Lisa Wolk-Kilion is a mom, wife and educator. Although she comes from a business background, she has served as a teacher and writer for many years.
Lisa first learned her son had Lyme shortly after he was diagnosed with PANS or Pediatric Acute-onset Neuropsychiatric Syndrome (closely related to PANDAS). Subsequently, Lisa and her daughter were also tested for Lyme and both received positive results.
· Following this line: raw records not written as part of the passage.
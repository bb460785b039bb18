//! Protocol-agnostic contract every wire-protocol driver implements: §4.4.
//!
//! A [`ProtocolDriver`] recognizes, cuts, parses and serializes messages for
//! exactly one wire protocol. The connection state machine (in
//! `flarust-server`) holds a heterogeneous list of drivers and tries each in
//! turn; none of this module depends on that state machine, so drivers can
//! be exercised standalone in tests.

use std::any::Any;
use std::net::SocketAddr;
use std::sync::Arc;
use std::time::Instant;

use bytes::Bytes;
use flarust_core::buffer::{NoncontiguousBuffer, NoncontiguousBufferBuilder};
use flarust_core::compression::Algorithm;

use crate::locator::MethodDescriptor;

/// Result of one `try_cut_message` call. See §4.4's state diagram: a driver
/// must consume zero bytes from the source buffer unless it returns `Cut`
/// (the HBase handshake is the one spec-sanctioned exception, commented on
/// in `protocols::hbase`).
#[derive(Debug, Clone, Copy, PartialEq, Eq)]
pub enum MessageCutStatus {
    NotIdentified,
    NeedMore,
    ProtocolMismatch,
    Cut,
    Error,
}

/// A raw, on-wire message a driver has cut off the front of the connection
/// buffer but not yet parsed. `protocol_meta` is the driver's own decoded
/// meta type (`flarust_core::meta::RpcMeta` for FlareStd, `poppy::RpcMeta`
/// for Poppy, ...), stored type-erased so this struct can stay
/// protocol-independent; each driver downcasts its own meta back out in
/// `try_parse`.
pub struct RawMessage {
    pub correlation_id: u64,
    pub is_stream: bool,
    pub protocol_meta: Box<dyn Any + Send>,
    pub body: NoncontiguousBuffer,
    pub attachment: Option<NoncontiguousBuffer>,
}

/// A message payload. `Decoded` only ever appears on the read/dispatch
/// path, produced by `try_parse` via the method descriptor's
/// `decode_request` closure. Everything a driver writes back out - a
/// dispatched handler's response, or a client's still-undecoded request -
/// travels as `Raw`, already encoded by `MethodDescriptor::encode_response`
/// or by the caller; `write_message` never needs to know a concrete prost
/// type.
pub enum Payload {
    Decoded(Box<dyn Any + Send>),
    Raw(Bytes),
    /// `no_payload` flag set in meta: single-message call with an empty body.
    None,
}

/// A decoded proto message: meta plus payload plus attachment, per §3's
/// "decoded proto message" container.
pub struct DecodedMessage {
    pub correlation_id: u64,
    pub is_stream: bool,
    pub method_full_name: Option<String>,
    /// Framework status (`STATUS_SUCCESS`, ...) for responses; always 0 on
    /// well-formed requests.
    pub status: i32,
    pub payload: Payload,
    pub attachment: Option<NoncontiguousBuffer>,
}

/// The third canonical container of §3: used when the method is unknown or
/// its key is invalid. A driver synthesizes a wire response straight from
/// this, without ever constructing a `DecodedMessage`.
pub struct EarlyErrorMessage {
    pub correlation_id: u64,
    pub status: i32,
    pub description: String,
}

/// What `try_parse` produced. Method-not-found is a first-class outcome,
/// not an error: §4.5.1 is explicit that it "produces an early-error
/// message rather than an Error cut" so the connection stays alive.
pub enum ParseOutcome {
    Decoded(DecodedMessage),
    EarlyError(EarlyErrorMessage),
    /// Structurally valid frame but meta/body failed to deserialize: drop
    /// the connection.
    ProtocolError,
}

/// Kinds of synthetic message a [`MessageFactory`] may be asked to produce.
/// Only `Overloaded` and `CircuitBroken` are required; a factory unable to
/// represent a kind on its wire returns `None` and the framework drops the
/// connection instead (§9 design notes).
#[derive(Debug, Clone, Copy, PartialEq, Eq)]
pub enum FactoryMessageKind {
    Overloaded,
    CircuitBroken,
}

/// Produces synthetic protocol messages server-side reporting that fails
/// before a method descriptor, and so a correlation ID, was ever resolved.
pub trait MessageFactory: Send + Sync {
    fn create(&self, kind: FactoryMessageKind, correlation_id: u64, is_stream: bool) -> Option<EarlyErrorMessage>;
}

/// A factory that never produces a message; protocols without a
/// wire-representable overload/circuit-break response use this.
pub struct NullMessageFactory;

impl MessageFactory for NullMessageFactory {
    fn create(&self, _kind: FactoryMessageKind, _correlation_id: u64, _is_stream: bool) -> Option<EarlyErrorMessage> {
        None
    }
}

/// Per-call mutable state shared between the framework and the user
/// handler: §3's "call context", minus the fields (method descriptor,
/// endpoints, timestamps) that live on [`CallContext`] instead. `Controller`
/// is the part a protocol driver populates during `try_parse` and consults
/// during `write_message`.
#[derive(Debug, Default)]
pub struct Controller {
    pub is_stream: bool,
    pub tracing_context: Bytes,
    pub compression_algorithm: Option<Algorithm>,
    pub attachment_compressed: bool,
    pub failed: bool,
    pub status: i32,
    pub description: String,
    pub trace_forcibly_sampled: bool,
    /// HBase only: `ExceptionResponse.exception_class_name`, when `failed`.
    pub exception_class_name: Option<String>,
}

impl Controller {
    pub fn new(is_stream: bool) -> Self {
        Self { is_stream, ..Default::default() }
    }
}

/// Furnishes a fresh [`Controller`] per call, server-side.
pub trait ControllerFactory: Send + Sync {
    fn create(&self, is_stream: bool) -> Controller {
        Controller::new(is_stream)
    }
}

/// The default factory: every driver that doesn't need extra per-protocol
/// controller state uses this.
pub struct DefaultControllerFactory;

impl ControllerFactory for DefaultControllerFactory {}

/// Per-call state visible to the handler, owned by the connection state
/// machine (§3 "call context"). Protocol drivers never construct this
/// directly; they fill in a [`Controller`] which the state machine folds
/// into a `CallContext` alongside timestamps and the resolved descriptor.
pub struct CallContext {
    pub correlation_id: u64,
    pub method: Option<Arc<MethodDescriptor>>,
    pub remote_peer: Option<SocketAddr>,
    pub local_peer: Option<SocketAddr>,
    pub receive_ts: Instant,
    pub dispatch_ts: Option<Instant>,
    pub parse_ts: Option<Instant>,
    pub sent_ts: Option<Instant>,
    pub status: i32,
    /// HBase only: the cell-block bytes carried alongside the protobuf body.
    pub cell_block: Option<NoncontiguousBuffer>,
    pub controller: Controller,
}

impl CallContext {
    pub fn new(correlation_id: u64, receive_ts: Instant, controller: Controller) -> Self {
        Self {
            correlation_id,
            method: None,
            remote_peer: None,
            local_peer: None,
            receive_ts,
            dispatch_ts: None,
            parse_ts: None,
            sent_ts: None,
            status: 0,
            cell_block: None,
            controller,
        }
    }
}

/// Outcome a user handler reports back to the connection state machine
/// (§4.6 step 4). Drives what the state machine does with the connection
/// after the response (if any) is written.
#[derive(Debug, Clone, Copy, PartialEq, Eq)]
pub enum HandlerOutcome {
    /// Normal completion; connection stays open.
    Processed,
    /// Normal completion; connection closes after the response is flushed.
    Completed,
    Overloaded,
    /// Response intentionally withheld (e.g. a stream consumer already gone).
    Dropped,
    /// Fatal: drop the connection immediately, no response written.
    Corrupted,
    /// Handler panicked or returned something the framework can't map.
    Unexpected,
}

/// One wire-protocol driver: §4.4. Implementations live under
/// `crate::protocols`. A driver instance is stateless across calls on one
/// connection except for whatever `try_cut_message` needs to remember
/// between partial reads, which it keeps in `self` behind interior
/// mutability if required (none of the six drivers in this crate need to).
pub trait ProtocolDriver: Send + Sync {
    fn name(&self) -> &'static str;

    /// True for protocols that cannot multiplex more than one in-flight
    /// call per connection (HBase: call IDs exist but the channel is bound
    /// 1:1 to a single logical session in this implementation's scope).
    fn not_multiplexable(&self) -> bool {
        false
    }

    /// True for protocols with no explicit end-of-stream wire marker.
    fn no_end_of_stream_marker(&self) -> bool {
        false
    }

    fn message_factory(&self) -> &dyn MessageFactory;

    fn controller_factory(&self) -> &dyn ControllerFactory;

    /// Attempts to recognize and cut one message off the front of `buffer`.
    /// Must not consume any bytes from `buffer` unless it returns `Cut`.
    fn try_cut_message(&self, buffer: &mut NoncontiguousBuffer) -> (MessageCutStatus, Option<RawMessage>);

    /// Parses a cut raw message into a decoded message, populating
    /// `controller` with tracing context, compression algorithm and
    /// attachment.
    fn try_parse(&self, message: RawMessage, controller: &mut Controller) -> ParseOutcome;

    /// Serializes one decoded message onto `buffer`. The writer is
    /// single-threaded per connection; no synchronization is required here.
    fn write_message(&self, message: &DecodedMessage, buffer: &mut NoncontiguousBufferBuilder, controller: &Controller);

    /// Serializes an early-error (method-not-found, overload, ...) message.
    fn write_early_error(&self, message: &EarlyErrorMessage, buffer: &mut NoncontiguousBufferBuilder);
}
//! Per-listener configuration: which protocols a connection tries and which
//! methods are wired up to run when one of them decodes a request.
//!
//! Grounded on `flare::rpc::detail::NormalConnectionHandler::Context` (see
//! `normal_connection_handler.h` in the original source): a `Context` bundles
//! the service list and protocol list shared by every connection accepted
//! on one listener. Two of our six protocol drivers (`PoppyDriver`,
//! `HbaseDriver`) keep per-connection handshake state directly in `self`, so
//! unlike the original's shared `protocols` vector, here each [`Connection`]
//! gets its own freshly built set of driver instances; [`ServerContext`]
//! holds factories rather than the drivers themselves.
//!
//! [`Connection`]: crate::connection::Connection

use std::any::Any;
use std::collections::HashMap;
use std::future::Future;
use std::pin::Pin;
use std::sync::Arc;
use std::sync::atomic::{AtomicI64, Ordering};
use std::time::Duration;

use flarust_protocols::{CallContext, HandlerOutcome, MethodDescriptor, ProtocolDriver};
use parking_lot::RwLock;

pub type BoxFuture<T> = Pin<Box<dyn Future<Output = T> + Send>>;

/// Builds one connection's private instance of a protocol driver.
pub type ProtocolFactory = Arc<dyn Fn() -> Box<dyn ProtocolDriver> + Send + Sync>;

/// What a handler reports back to the connection state machine: §4.6 step 4.
pub struct HandlerReply {
    pub outcome: HandlerOutcome,
    /// Encoded response payload, if any; `None` for `Dropped`/`Corrupted`.
    pub payload: Option<Box<dyn Any + Send>>,
    pub status: i32,
}

impl HandlerReply {
    pub fn processed(payload: Box<dyn Any + Send>) -> Self {
        Self { outcome: HandlerOutcome::Processed, payload: Some(payload), status: 0 }
    }

    pub fn corrupted() -> Self {
        Self { outcome: HandlerOutcome::Corrupted, payload: None, status: 0 }
    }
}

pub type UnaryHandlerFn = Arc<dyn Fn(Box<dyn Any + Send>, CallContext) -> BoxFuture<(CallContext, HandlerReply)> + Send + Sync>;

/// A registered RPC method: the wire-level descriptor shared with the
/// protocol drivers' method locator, plus the business logic a driver's
/// decoded request is dispatched to. Streaming methods are out of scope for
/// this registry's `call` signature - §4.6's stream demux hands decoded
/// messages to the handler one at a time via a channel instead; see
/// [`crate::connection`] for how `is_stream` methods are wired up.
pub struct Handler {
    pub descriptor: Arc<MethodDescriptor>,
    pub call: UnaryHandlerFn,
}

/// Configuration shared by every connection accepted on one listener.
pub struct ServerContext {
    pub service_name: String,
    pub protocol_factories: Vec<ProtocolFactory>,
    pub max_request_queueing_delay: Option<Duration>,
    /// Mirrors `Server::OnNewCall`'s admission check: `None` means unbounded.
    pub max_concurrent_calls: Option<i64>,
    inflight: AtomicI64,
    handlers: RwLock<HashMap<String, Arc<Handler>>>,
}

impl ServerContext {
    pub fn new(service_name: impl Into<String>, protocol_factories: Vec<ProtocolFactory>) -> Self {
        Self {
            service_name: service_name.into(),
            protocol_factories,
            max_request_queueing_delay: None,
            max_concurrent_calls: None,
            inflight: AtomicI64::new(0),
            handlers: RwLock::new(HashMap::new()),
        }
    }

    pub fn with_max_queueing_delay(mut self, delay: Duration) -> Self {
        self.max_request_queueing_delay = Some(delay);
        self
    }

    pub fn with_max_concurrent_calls(mut self, limit: i64) -> Self {
        self.max_concurrent_calls = Some(limit);
        self
    }

    /// Admission check run in the I/O task, before a worker task is even
    /// spawned - see §4.6 step 4's note on why this can't be deferred.
    pub fn try_begin_call(&self) -> bool {
        match self.max_concurrent_calls {
            None => {
                self.inflight.fetch_add(1, Ordering::Relaxed);
                true
            }
            Some(limit) => {
                let prev = self.inflight.fetch_add(1, Ordering::Relaxed);
                if prev < limit {
                    true
                } else {
                    self.inflight.fetch_sub(1, Ordering::Relaxed);
                    false
                }
            }
        }
    }

    pub fn end_call(&self) {
        self.inflight.fetch_sub(1, Ordering::Release);
    }

    pub fn register_handler(&self, handler: Handler) {
        self.handlers.write().insert(handler.descriptor.full_name.clone(), Arc::new(handler));
    }

    pub fn handler(&self, full_name: &str) -> Option<Arc<Handler>> {
        self.handlers.read().get(full_name).cloned()
    }

    /// Builds one connection's private set of protocol driver instances.
    pub fn build_protocols(&self) -> Vec<Box<dyn ProtocolDriver>> {
        self.protocol_factories.iter().map(|f| f()).collect()
    }
}

#[cfg(test)]
mod tests {
    use super::*;

    #[test]
    fn unbounded_admission_always_succeeds() {
        let ctx = ServerContext::new("svc", vec![]);
        for _ in 0..1000 {
            assert!(ctx.try_begin_call());
        }
    }

    #[test]
    fn bounded_admission_rejects_past_limit() {
        let ctx = ServerContext::new("svc", vec![]).with_max_concurrent_calls(2);
        assert!(ctx.try_begin_call());
        assert!(ctx.try_begin_call());
        assert!(!ctx.try_begin_call());
        ctx.end_call();
        assert!(ctx.try_begin_call());
    }

    #[test]
    fn handler_lookup_round_trips() {
        let ctx = ServerContext::new("svc", vec![]);
        assert!(ctx.handler("missing").is_none());
    }
}
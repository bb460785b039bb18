//! Connection state machine, admission control and binlog hooks atop
//! `flarust-protocols`: §4.6-§4.7.

pub mod binlog;
pub mod connection;
pub mod context;

pub use connection::{Connection, DataConsumptionStatus, FAST_CALL_RESERVED_CONTEXT_ID};
pub use context::{Handler, HandlerReply, ProtocolFactory, ServerContext, UnaryHandlerFn};
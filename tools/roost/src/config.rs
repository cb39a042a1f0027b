use crate::errors::RoostError;
use crate::logging::{JsonlLogger, DEFAULT_DISK_BUDGET_BYTES, DEFAULT_MAX_PAYLOAD_BYTES};
use crate::runtime::FileSystem;
use crate::types::{PanelView, StepOrigin};
use serde::{Deserialize, Serialize};
use std::path::{Path, PathBuf};

pub const DEFAULT_RECORDING_NAME: &str = "new recording";

#[derive(Debug, Clone, Default)]
pub struct CliOverrides {
    pub config_path: Option<PathBuf>,
    pub view: Option<PanelView>,
    pub width: Option<u16>,
    pub height: Option<u16>,
}

#[derive(Debug, Clone, Serialize, Deserialize, PartialEq, Eq)]
pub struct AppConfig {
    pub panel: PanelConfig,
    pub steps: StepsConfig,
    pub render: RenderConfig,
    pub logging: LoggingConfig,
}

#[derive(Debug, Clone, Serialize, Deserialize, PartialEq, Eq)]
pub struct PanelConfig {
    pub recording_name: String,
    pub view: PanelView,
}

#[derive(Debug, Clone, Serialize, Deserialize, PartialEq, Eq)]
pub struct StepsConfig {
    pub origin: StepOrigin,
}

#[derive(Debug, Clone, Serialize, Deserialize, PartialEq, Eq)]
pub struct RenderConfig {
    pub width: u16,
    pub height: u16,
}

#[derive(Debug, Clone, Serialize, Deserialize, PartialEq, Eq)]
pub struct LoggingConfig {
    pub path: Option<PathBuf>,
    pub max_payload_bytes: usize,
    pub budget_bytes: u64,
}

impl Default for AppConfig {
    fn default() -> Self {
        Self {
            panel: PanelConfig {
                recording_name: DEFAULT_RECORDING_NAME.to_string(),
                view: PanelView::Steps,
            },
            steps: StepsConfig {
                origin: StepOrigin::Source,
            },
            render: RenderConfig {
                width: 100,
                height: 30,
            },
            logging: LoggingConfig {
                path: None,
                max_payload_bytes: DEFAULT_MAX_PAYLOAD_BYTES,
                budget_bytes: DEFAULT_DISK_BUDGET_BYTES,
            },
        }
    }
}

impl AppConfig {
    /// Run logger for the configured path, resolved against `base` when relative.
    pub fn run_logger(&self, base: &Path) -> Option<JsonlLogger> {
        let path = self.logging.path.as_ref()?;
        let mut logger = JsonlLogger::new(absolutize_path(base, path));
        logger.max_payload_bytes = self.logging.max_payload_bytes;
        logger.budget_bytes = self.logging.budget_bytes;
        Some(logger)
    }
}

#[derive(Debug, Clone, Serialize, Deserialize, Default)]
#[serde(deny_unknown_fields)]
struct PartialAppConfig {
    panel: Option<PartialPanelConfig>,
    steps: Option<PartialStepsConfig>,
    render: Option<PartialRenderConfig>,
    logging: Option<PartialLoggingConfig>,
}

#[derive(Debug, Clone, Serialize, Deserialize, Default)]
struct PartialPanelConfig {
    recording_name: Option<String>,
    view: Option<PanelView>,
}

#[derive(Debug, Clone, Serialize, Deserialize, Default)]
struct PartialStepsConfig {
    origin: Option<StepOrigin>,
}

#[derive(Debug, Clone, Serialize, Deserialize, Default)]
struct PartialRenderConfig {
    width: Option<u16>,
    height: Option<u16>,
}

#[derive(Debug, Clone, Serialize, Deserialize, Default)]
struct PartialLoggingConfig {
    path: Option<PathBuf>,
    max_payload_bytes: Option<usize>,
    budget_bytes: Option<u64>,
}

pub fn load_config(overrides: &CliOverrides, fs: &dyn FileSystem) -> Result<AppConfig, RoostError> {
    let mut cfg = AppConfig::default();

    if let Some(path) = &overrides.config_path {
        let file_contents = fs.read_to_string(path)?;
        let partial: PartialAppConfig = toml::from_str(&file_contents)
            .map_err(|e| RoostError::ConfigParse(e.to_string()))?;
        merge_partial_config(&mut cfg, partial);
    }

    apply_cli_overrides(&mut cfg, overrides);
    validate_config(&cfg)?;
    Ok(cfg)
}

fn merge_partial_config(cfg: &mut AppConfig, partial: PartialAppConfig) {
    if let Some(panel) = partial.panel {
        if let Some(recording_name) = panel.recording_name {
            cfg.panel.recording_name = recording_name;
        }
        if let Some(view) = panel.view {
            cfg.panel.view = view;
        }
    }

    if let Some(origin) = partial.steps.and_then(|steps| steps.origin) {
        cfg.steps.origin = origin;
    }

    if let Some(render) = partial.render {
        if let Some(width) = render.width {
            cfg.render.width = width;
        }
        if let Some(height) = render.height {
            cfg.render.height = height;
        }
    }

    if let Some(logging) = partial.logging {
        if logging.path.is_some() {
            cfg.logging.path = logging.path;
        }
        if let Some(value) = logging.max_payload_bytes {
            cfg.logging.max_payload_bytes = value;
        }
        if let Some(value) = logging.budget_bytes {
            cfg.logging.budget_bytes = value;
        }
    }
}

fn apply_cli_overrides(cfg: &mut AppConfig, overrides: &CliOverrides) {
    if let Some(view) = overrides.view {
        cfg.panel.view = view;
    }
    if let Some(width) = overrides.width {
        cfg.render.width = width;
    }
    if let Some(height) = overrides.height {
        cfg.render.height = height;
    }
}

fn validate_config(cfg: &AppConfig) -> Result<(), RoostError> {
    if cfg.render.width == 0 || cfg.render.height == 0 {
        return Err(RoostError::InvalidConfig(
            "render.width and render.height must be greater than zero".to_string(),
        ));
    }
    if cfg.panel.recording_name.trim().is_empty() {
        return Err(RoostError::InvalidConfig(
            "panel.recording_name must not be empty".to_string(),
        ));
    }
    if cfg.logging.max_payload_bytes < 16 {
        return Err(RoostError::InvalidConfig(
            "logging.max_payload_bytes must be at least 16".to_string(),
        ));
    }
    Ok(())
}

fn absolutize_path(base: &Path, value: &Path) -> PathBuf {
    if value.is_absolute() {
        value.to_path_buf()
    } else {
        base.join(value)
    }
}

#[cfg(test)]
mod tests {
    use super::{load_config, AppConfig, CliOverrides};
    use crate::errors::RoostError;
    use crate::runtime::FakeFileSystem;
    use crate::types::{PanelView, StepOrigin};
    use std::path::{Path, PathBuf};

    fn overrides(path: &str) -> CliOverrides {
        CliOverrides {
            config_path: Some(PathBuf::from(path)),
            ..CliOverrides::default()
        }
    }

    #[test]
    fn missing_config_path_uses_defaults() {
        let cfg = load_config(&CliOverrides::default(), &FakeFileSystem::default()).expect("cfg");
        assert_eq!(cfg, AppConfig::default());
    }

    #[test]
    fn partial_file_merges_onto_defaults() {
        let fs = FakeFileSystem::with_file(
            "/roost.toml",
            "[panel]\nview = \"code\"\n\n[steps]\norigin = \"call_log\"\n\n[render]\nwidth = 72\n",
        );
        let cfg = load_config(&overrides("/roost.toml"), &fs).expect("cfg");
        assert_eq!(cfg.panel.view, PanelView::Code);
        assert_eq!(cfg.panel.recording_name, "new recording");
        assert_eq!(cfg.steps.origin, StepOrigin::CallLog);
        assert_eq!(cfg.render.width, 72);
        assert_eq!(cfg.render.height, 30);
    }

    #[test]
    fn cli_overrides_win_over_file() {
        let fs = FakeFileSystem::with_file("/roost.toml", "[render]\nwidth = 72\n");
        let mut cli = overrides("/roost.toml");
        cli.width = Some(120);
        cli.view = Some(PanelView::Code);
        let cfg = load_config(&cli, &fs).expect("cfg");
        assert_eq!(cfg.render.width, 120);
        assert_eq!(cfg.panel.view, PanelView::Code);
    }

    #[test]
    fn invalid_values_are_rejected() {
        let fs = FakeFileSystem::with_file("/roost.toml", "[render]\nheight = 0\n");
        let err = load_config(&overrides("/roost.toml"), &fs).expect_err("zero height");
        assert!(matches!(err, RoostError::InvalidConfig(_)));

        let fs = FakeFileSystem::with_file("/roost.toml", "[panel]\nview = \"grid\"\n");
        let err = load_config(&overrides("/roost.toml"), &fs).expect_err("bad view");
        assert!(matches!(err, RoostError::ConfigParse(_)));

        let fs = FakeFileSystem::with_file("/roost.toml", "[theme]\ndark = true\n");
        let err = load_config(&overrides("/roost.toml"), &fs).expect_err("unknown table");
        assert!(matches!(err, RoostError::ConfigParse(_)));
    }

    #[test]
    fn relative_log_path_resolves_against_base() {
        let fs = FakeFileSystem::with_file(
            "/roost.toml",
            "[logging]\npath = \"logs/run.jsonl\"\nmax_payload_bytes = 64\n",
        );
        let cfg = load_config(&overrides("/roost.toml"), &fs).expect("cfg");
        let logger = cfg.run_logger(Path::new("/work")).expect("logger");
        assert_eq!(logger.path, PathBuf::from("/work/logs/run.jsonl"));
        assert_eq!(logger.max_payload_bytes, 64);
        assert!(AppConfig::default().run_logger(Path::new("/work")).is_none());
    }
}
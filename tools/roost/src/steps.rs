//! Step derivation from generated source text. [`extract`] is lazy and
//! stateless; the same text always yields the same steps.

use crate::call_log::CallLog;
use crate::classifier::classify;
use crate::translator::translate;
use serde::Serialize;
use sha2::{Digest, Sha256};

#[derive(Debug, Clone, Copy, PartialEq, Eq)]
pub struct SourceLine<'a> {
    pub index: usize,
    pub text: &'a str,
}

impl SourceLine<'_> {
    pub fn trimmed(&self) -> &str {
        self.text.trim()
    }
}

#[derive(Debug, Clone, PartialEq, Eq, Serialize)]
#[serde(rename_all = "camelCase")]
pub struct Step {
    pub id: String,
    pub title: String,
    pub raw_line: String,
    pub line_index: usize,
}

impl Step {
    pub fn from_line(line: SourceLine<'_>) -> Option<Self> {
        let trimmed = line.trimmed();
        classify(trimmed)?;
        Some(Self {
            id: step_id(line.index),
            title: translate(trimmed),
            raw_line: trimmed.to_string(),
            line_index: line.index,
        })
    }
}

pub fn step_id(line_index: usize) -> String {
    format!("step-{line_index}")
}

#[derive(Debug, Clone)]
pub struct Steps<'a> {
    lines: std::iter::Enumerate<std::str::Split<'a, char>>,
}

impl Iterator for Steps<'_> {
    type Item = Step;

    fn next(&mut self) -> Option<Step> {
        for (index, text) in self.lines.by_ref() {
            if let Some(step) = Step::from_line(SourceLine { index, text }) {
                return Some(step);
            }
        }
        None
    }
}

pub fn source_lines(source_text: &str) -> impl Iterator<Item = SourceLine<'_>> + Clone {
    source_text
        .split('\n')
        .enumerate()
        .map(|(index, text)| SourceLine { index, text })
}

pub fn extract(source_text: &str) -> Steps<'_> {
    Steps {
        lines: source_text.split('\n').enumerate(),
    }
}

pub fn source_fingerprint(source_text: &str) -> String {
    let digest = Sha256::digest(source_text.as_bytes());
    digest.iter().map(|byte| format!("{byte:02x}")).collect()
}

#[derive(Debug, Clone, PartialEq, Eq, Default)]
pub struct StepSnapshot {
    pub fingerprint: String,
    pub steps: Vec<Step>,
}

impl StepSnapshot {
    pub fn capture(source_text: &str) -> Self {
        Self {
            fingerprint: source_fingerprint(source_text),
            steps: extract(source_text).collect(),
        }
    }

    pub fn is_current_for(&self, source_text: &str) -> bool {
        self.fingerprint == source_fingerprint(source_text)
    }
}

#[derive(Debug, Clone, PartialEq, Eq)]
pub enum StepView {
    CallLog(CallLog),
    SourceLine(Step),
}

impl StepView {
    pub fn title(&self) -> &str {
        match self {
            Self::CallLog(log) => {
                if log.title.is_empty() {
                    "No title"
                } else {
                    &log.title
                }
            }
            Self::SourceLine(step) => &step.title,
        }
    }

    /// Secondary line: the navigated URL, else the raw selector.
    pub fn target(&self) -> Option<&str> {
        match self {
            Self::CallLog(log) => log.params.url.as_deref().or(log.params.selector.as_deref()),
            Self::SourceLine(_) => None,
        }
    }

    pub fn messages(&self) -> &[String] {
        match self {
            Self::CallLog(log) => &log.messages,
            Self::SourceLine(_) => &[],
        }
    }

    pub fn error(&self) -> Option<&str> {
        match self {
            Self::CallLog(log) => log.error.as_deref(),
            Self::SourceLine(_) => None,
        }
    }
}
After PANS and Lyme impacted most of her family, Lisa became an advocate. She created PANSLife, a website committed to educating others, allowing her to correspond with many families touched by Lyme. Lisa runs online support groups and has contributed to conferences, all in the hopes of helping align families with help and answers. Lisa has also used her career experience to help educators and parents understand how to best support children with Lyme as they are often impacted in their learning and/or behavior at school.
Lisa became acquainted with and impressed by Melissa Bell and her work in the Lyme community. When the need arose to unite people in the community, Lisa was excited to participate. She hopes to let others know they are not alone and to continue to educate the world—teachers, doctors, families, communities—about the dangers and ubiquity of Lyme disease. Lisa feels rewarded by watching the campaign grow and hopes it will be the beginning of a cascade of changes for people with Lyme.